Just curious , were you in private , public , or home schooled ?

@Cast1es public


I think very few parents have the ability or time to do this properly, and their motives are often highly suspect. Children also need to interact with their peers.

Coffeo Level 8 July 19, 2018

You have answered the question ,which is about parents,not the procedures of homeschooling or kids that homeschool.


I depends on why..

Varn Level 8 July 19, 2018

I think many parents homeschool their kids to keep them away from "bad influences." Often there is a religious element to this: they want to keep their children away from "ungodly influences." I watched a friend of mine rush to sell her home and move to a small town to prevent her daughter's having to attend the local public high school. I lost a lot of respect when I saw her take what I perceived as a cowardly action. Help your child to learn to manage a challenging world; don't hide them away from it.
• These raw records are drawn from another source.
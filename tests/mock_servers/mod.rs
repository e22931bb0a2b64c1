//! Mock servers for integration testing
//!
//! Simulates the appliance backend so the sync layer can be exercised end to
//! end without a Pi.

pub mod pi_api;

pub use pi_api::MockPiApi;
I presume that home-schooling is the province of the affluent; how many parents with limited resources can afford to have one parent stay home full-time to serve as teacher? Also, I think there are relatively few parents who have the skills needed to teach all the things that students need to know in this day and age. It may work for some people, but I think it does the kids a disservice in terms of their ability to adapt to the real world. And it's a slap in the face to the teachers in the public schools, who in essence are being told that THEIR skills are not equal to the skills the parent can wield. Or that a public school education is so frightening that it must be avoided at all costs.

Well put, besides,if homeschooling is that great,why do they take to public places to do a GED in order to enroll in college? Why do they even take them to college or University? They should so everything at home.


I have known people who have done it very well and also people who have done it very poorly. I think there should be a little more oversight to ensure the children are meeting their educational milestones. I also think parents should keep in mind that the children need social development outside the home.

"Social development" is a key word,I craved to hear.Thank you.

@JustLynnie not always true. Some families homeschool as a way to prevent or control social influence.

@JustLynnie I was actually referencing abusive and controlling families in general. They may be the minority but they are out there.

@JustLynnie I also doubt there is such a study. That must mean isolation for the purpose of control and abuse has never happened and I am wrong.

@JustLynnie at no point was I trying to lump ALL of ANY group of people into anything.


I try to avoid the stereotype of a bunch of Duggar clones talking about Jesus in their home science class, but it always seems to be what first springs to mind. Not that I think kids are getting a very much more complete education in our public schools these days, either. I've seen college comp papers that would have gotten me a C- from my seventh grade English teacher.